Fig. 3: NtDD dimerization and its role in PGL-1 self-assembly.

a Structural model of the NtDD dimer. Subunits in yellow and brown. b, c Enlargement of dimer interface (red box in a). PGL-1 amino acids (b) K126 and K129, and (c) R123 interact with apposing subunit side chains. Residue labels in yellow or brown to indicate their representative subunits. d–f Size exclusion chromatography and multi-angle light scattering (SEC-MALS) of recombinant PGL-1 NtDD (d) wild-type (44,170 (±6.509%) Da), (e) K126E K129E (23,740 (±2.455%) Da), and (f) R123E (23,210 (±2.099%) Da) proteins. Differential refractive index (left y-axis) in arbitrary units (blue). Molecular weight (MW, right y-axis) in dalton (Da, red). Wild-type protein measured the approximate size of a dimer, while both mutant proteins measured approximately as monomers. BSA control protein analyzed by SEC-MALS in Supplementary Fig. 5g. g Diagram of C. elegans PGL-1 C-terminally tagged with GFP. N-terminal dimerization domain (NtDD, yellow), central dimerization domain (CDD, orange), C-terminal region (C-region), RGG repeats (blue), and GFP (green). h–k Representative images of (h) GFP-tagged PGL-1, (i) GFP alone, and GFP-tagged PGL-1, (j) K126E K129E, and (k) R123E mutants expressed in Chinese Hamster Ovary (CHO) cells.
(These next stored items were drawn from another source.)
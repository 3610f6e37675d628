//! Tests for tracing events emitted by the async engine.

use std::fmt;
use std::sync::{Arc, Mutex};

use or_rail::prelude_async::*;
use tracing::field::{Field, Visit};
use tracing::span::{Attributes, Id, Record};
use tracing::{Event, Metadata, Subscriber};

/// Records the message of every event it sees.
#[derive(Clone, Default)]
struct Recorder {
    messages: Arc<Mutex<Vec<String>>>,
}

impl Recorder {
    fn messages(&self) -> Vec<String> {
        self.messages.lock().unwrap().clone()
    }
}

struct MessageVisitor<'a>(&'a mut Option<String>);

impl Visit for MessageVisitor<'_> {
    fn record_debug(&mut self, field: &Field, value: &dyn fmt::Debug) {
        if field.name() == "message" {
            *self.0 = Some(format!("{:?}", value));
        }
    }
}

impl Subscriber for Recorder {
    fn enabled(&self, _: &Metadata<'_>) -> bool {
        true
    }

    fn new_span(&self, _: &Attributes<'_>) -> Id {
        Id::from_u64(1)
    }

    fn record(&self, _: &Id, _: &Record<'_>) {}

    fn record_follows_from(&self, _: &Id, _: &Id) {}

    fn event(&self, event: &Event<'_>) {
        let mut message = None;
        event.record(&mut MessageVisitor(&mut message));
        if let Some(message) = message {
            self.messages.lock().unwrap().push(message);
        }
    }

    fn enter(&self, _: &Id) {}

    fn exit(&self, _: &Id) {}
}

fn with_recorder<F: FnOnce()>(f: F) -> Vec<String> {
    let recorder = Recorder::default();
    tracing::subscriber::with_default(recorder.clone(), f);
    recorder.messages()
}

fn current_thread() -> tokio::runtime::Runtime {
    tokio::runtime::Builder::new_current_thread().enable_all().build().unwrap()
}

#[test]
fn panic_conversion_emits_an_event() {
    let runtime = current_thread();
    let messages = with_recorder(|| {
        runtime.block_on(async {
            let factory = FutureFactory::of_fault_message();
            let crash = factory.future(|| async {
                if true {
                    panic!("lookup failed");
                }
                Or::<u32, String>::good(1)
            });
            let _ = crash.await;
        })
    });

    assert!(messages.iter().any(|m| m.contains("input panicked")));
}

#[test]
fn resolution_and_cancellation_emit_events() {
    let runtime = current_thread();
    let messages = with_recorder(|| {
        runtime.block_on(async {
            let factory = FutureFactory::of_fault_message();

            let resolved = combined([factory.future(|| async { Or::<u32, String>::good(1) })]);
            let _ = resolved.await;

            let pending = combined([factory.future(|| async {
                tokio::time::sleep(std::time::Duration::from_secs(3600)).await;
                Or::<u32, String>::good(1)
            })]);
            assert!(pending.cancel());
        })
    });

    assert!(messages.iter().any(|m| m.contains("combination resolved")));
    assert!(messages.iter().any(|m| m.contains("combination cancelled")));
}

#[test]
fn try_future_errors_emit_an_event() {
    let runtime = current_thread();
    let messages = with_recorder(|| {
        runtime.block_on(async {
            let factory = FutureFactory::of_fault_message();
            let failing = factory.try_future(|| async {
                Err::<Or<u32, String>, _>(std::io::Error::other("deadline exceeded"))
            });
            let _ = failing.await;
        })
    });

    assert!(messages.iter().any(|m| m.contains("input errored")));
}
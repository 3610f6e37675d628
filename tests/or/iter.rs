use or_rail::Or;

#[test]
fn iter_yields_the_good_value_once() {
    let good = Or::<i32, &str>::good(3);
    assert_eq!(good.iter().collect::<Vec<_>>(), vec![&3]);

    let bad = Or::<i32, &str>::bad("e");
    assert_eq!(bad.iter().count(), 0);
}

#[test]
fn iter_mut_updates_in_place() {
    let mut good = Or::<i32, &str>::good(3);
    for value in good.iter_mut() {
        *value += 1;
    }
    assert_eq!(good, Or::Good(4));
}

#[test]
fn or_values_flatten_into_their_goods() {
    let inputs = vec![Or::<i32, &str>::good(1), Or::bad("e"), Or::good(3)];
    let goods: Vec<i32> = inputs.into_iter().flatten().collect();
    assert_eq!(goods, vec![1, 3]);
}

#[test]
fn borrowed_or_iterates_in_for_loops() {
    let good = Or::<String, &str>::good("x".to_string());
    let mut seen = Vec::new();
    for value in &good {
        seen.push(value.clone());
    }
    assert_eq!(seen, vec!["x".to_string()]);
}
Cell cultures were imaged live, and GFP-positive cells counted for the presence or absence of granules. Images show the majority result (percentages noted above image). Fisher’s exact test versus GFP: PGL-1 GFP (p-value < 0.0001), PGL-1 K126E K129E (p-value = 0.3958), PGL-1 R123E (>0.9999). Hoechst (DNA) in blue. GFP in green. Scale bar, 10 µm.